• What this task involves
Where does the string "RunSummary" occur in the records below? Copy every line that holds it.

*** Opening Exercise inputs ***

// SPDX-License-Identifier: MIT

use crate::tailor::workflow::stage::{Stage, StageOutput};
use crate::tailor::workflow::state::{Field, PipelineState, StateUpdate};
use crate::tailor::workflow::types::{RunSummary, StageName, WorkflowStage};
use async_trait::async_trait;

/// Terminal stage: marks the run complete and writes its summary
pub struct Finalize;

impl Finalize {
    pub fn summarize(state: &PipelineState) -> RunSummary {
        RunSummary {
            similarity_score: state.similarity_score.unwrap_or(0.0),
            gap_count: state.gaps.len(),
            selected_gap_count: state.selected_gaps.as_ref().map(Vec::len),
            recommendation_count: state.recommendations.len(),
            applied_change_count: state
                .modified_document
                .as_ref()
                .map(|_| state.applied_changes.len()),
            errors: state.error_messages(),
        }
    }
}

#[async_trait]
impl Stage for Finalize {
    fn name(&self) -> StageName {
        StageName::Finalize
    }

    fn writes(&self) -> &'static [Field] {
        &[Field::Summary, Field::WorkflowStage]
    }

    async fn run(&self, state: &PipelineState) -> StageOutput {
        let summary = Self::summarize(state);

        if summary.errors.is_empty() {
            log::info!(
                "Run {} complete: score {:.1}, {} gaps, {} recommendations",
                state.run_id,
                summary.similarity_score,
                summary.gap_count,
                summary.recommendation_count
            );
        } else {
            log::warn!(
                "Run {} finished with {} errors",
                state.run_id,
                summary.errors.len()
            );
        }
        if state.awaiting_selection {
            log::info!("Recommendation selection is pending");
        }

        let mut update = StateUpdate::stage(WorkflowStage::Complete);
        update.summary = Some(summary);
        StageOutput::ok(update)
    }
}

*** Closing Exercise inputs ***

• Output below
use crate::tailor::workflow::types::{RunSummary, StageName, WorkflowStage};
    pub fn summarize(state: &PipelineState) -> RunSummary {
        RunSummary {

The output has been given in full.